_WHAT TO DO_
Every line of the data is to be transcribed without error.

Top of EXTRACTED ENTRIES

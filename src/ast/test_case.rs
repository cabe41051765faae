use smol_str::SmolStr;

use crate::base::Location;

use super::NamedNode;

/// A tag attached to a test case, e.g. `@scenario(2)` or `@generated`.
#[derive(Clone, Debug, Default)]
pub struct Tag {
    pub name: SmolStr,
    pub content: Option<String>,
    pub location: Location,
}

impl Tag {
    pub fn new(name: impl Into<SmolStr>, location: Location) -> Self {
        Self {
            name: name.into(),
            content: None,
            location,
        }
    }

    pub fn with_content(mut self, content: impl Into<String>) -> Self {
        self.content = Some(content.into());
        self
    }
}

/// A declared test case.
///
/// The `declared_*` fields start empty and are filled in by the
/// test-case binding analyzer from the `@feature`/`@scenario`/`@variant`
/// tags (1-indexed, as written). `generated` is set by `@generated`.
#[derive(Clone, Debug, Default)]
pub struct TestCase {
    pub name: SmolStr,
    pub location: Location,
    pub tags: Vec<Tag>,
    pub declared_scenario_index: Option<usize>,
    pub declared_variant_index: Option<usize>,
    pub declared_feature_name: Option<SmolStr>,
    pub generated: bool,
}

impl TestCase {
    pub fn new(name: impl Into<SmolStr>, location: Location) -> Self {
        Self {
            name: name.into(),
            location,
            ..Self::default()
        }
    }

    pub fn with_tag(mut self, tag: Tag) -> Self {
        self.tags.push(tag);
        self
    }
}

impl NamedNode for TestCase {
    fn name(&self) -> &str {
        &self.name
    }
    fn location(&self) -> &Location {
        &self.location
    }
}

Bottom of EXTRACTED ENTRIES

_PROBLEM SOLUTION_
filename src/ast/test_case.rs
repository cabe41051765faae
use smol_str::SmolStr;

use crate::base::Location;

use super::NamedNode;

/// A tag attached to a test case, e.g. `@scenario(2)` or `@generated`.
#[derive(Clone, Debug, Default)]
pub struct Tag {
    pub name: SmolStr,
    pub content: Option<String>,
    pub location: Location,
}

impl Tag {
    pub fn new(name: impl Into<SmolStr>, location: Location) -> Self {
        Self {
            name: name.into(),
            content: None,
            location,
        }
    }

    pub fn with_content(mut self, content: impl Into<String>) -> Self {
        self.content = Some(content.into());
        self
    }
}

/// A declared test case.
///
/// The `declared_*` fields start empty and are filled in by the
/// test-case binding analyzer from the `@feature`/`@scenario`/`@variant`
/// tags (1-indexed, as written). `generated` is set by `@generated`.
#[derive(Clone, Debug, Default)]
pub struct TestCase {
    pub name: SmolStr,
    pub location: Location,
    pub tags: Vec<Tag>,
    pub declared_scenario_index: Option<usize>,
    pub declared_variant_index: Option<usize>,
    pub declared_feature_name: Option<SmolStr>,
    pub generated: bool,
}

impl TestCase {
    pub fn new(name: impl Into<SmolStr>, location: Location) -> Self {
        Self {
            name: name.into(),
            location,
            ..Self::default()
        }
    }

    pub fn with_tag(mut self, tag: Tag) -> Self {
        self.tags.push(tag);
        self
    }
}

impl NamedNode for TestCase {
    fn name(&self) -> &str {
        &self.name
    }
    fn location(&self) -> &Location {
        &self.location
    }
}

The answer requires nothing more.